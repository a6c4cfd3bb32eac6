use async_trait::async_trait;
use serde::de::DeserializeOwned;
use serde_json::{Map, Value};
use shared::{
    error::GatewayError,
    query::{Filters, Operation, QueryDescriptor, QueryResult},
};

mod rest;
pub use rest::{RestGateway, RestGatewayConfig, SetupError};

/// JSON object sent as an insert body or update patch.
pub type Record = Map<String, Value>;

/// The only seam through which the back office talks to the store.
#[async_trait]
pub trait Gateway: Send + Sync {
    async fn query(&self, descriptor: &QueryDescriptor) -> Result<QueryResult, GatewayError>;
    async fn count(&self, table: &str, filters: &Filters) -> Result<u64, GatewayError>;
    async fn insert(&self, table: &str, record: &Record) -> Result<Value, GatewayError>;
    async fn update(&self, table: &str, id: &str, changes: &Record)
        -> Result<Value, GatewayError>;
    async fn delete(&self, table: &str, id: &str) -> Result<bool, GatewayError>;
}

pub struct MissingGateway;

fn unavailable(table: &str, operation: Operation) -> GatewayError {
    GatewayError::new(table, operation, "store gateway is unavailable")
}

#[async_trait]
impl Gateway for MissingGateway {
    async fn query(&self, descriptor: &QueryDescriptor) -> Result<QueryResult, GatewayError> {
        Err(unavailable(&descriptor.table, Operation::Query))
    }

    async fn count(&self, table: &str, _filters: &Filters) -> Result<u64, GatewayError> {
        Err(unavailable(table, Operation::Count))
    }

    async fn insert(&self, table: &str, _record: &Record) -> Result<Value, GatewayError> {
        Err(unavailable(table, Operation::Insert))
    }

    async fn update(
        &self,
        table: &str,
        _id: &str,
        _changes: &Record,
    ) -> Result<Value, GatewayError> {
        Err(unavailable(table, Operation::Update))
    }

    async fn delete(&self, table: &str, _id: &str) -> Result<bool, GatewayError> {
        Err(unavailable(table, Operation::Delete))
    }
}

/// Decodes raw rows into a typed schema. A single bad row fails the whole batch so callers
/// never see a partially decoded collection.
pub fn decode_rows<T: DeserializeOwned>(
    table: &str,
    operation: Operation,
    rows: Vec<Value>,
) -> Result<Vec<T>, GatewayError> {
    rows.into_iter()
        .enumerate()
        .map(|(index, row)| {
            serde_json::from_value(row).map_err(|err| {
                GatewayError::new(table, operation, format!("row {index} is malformed: {err}"))
            })
        })
        .collect()
}

/// Runs a descriptor and decodes its rows.
pub async fn fetch<T: DeserializeOwned>(
    gateway: &dyn Gateway,
    descriptor: &QueryDescriptor,
) -> Result<Vec<T>, GatewayError> {
    let result = gateway.query(descriptor).await?;
    decode_rows(&descriptor.table, Operation::Query, result.rows)
}

#[cfg(test)]
#[path = "tests/lib_tests.rs"]
mod tests;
# # #
## ASSIGNMENT
Scanning the data above, copy out every line where "Filters" is found.

## TASK ANSWER
    query::{Filters, Operation, QueryDescriptor, QueryResult},
    async fn count(&self, table: &str, filters: &Filters) -> Result<u64, GatewayError>;
    async fn count(&self, table: &str, _filters: &Filters) -> Result<u64, GatewayError> {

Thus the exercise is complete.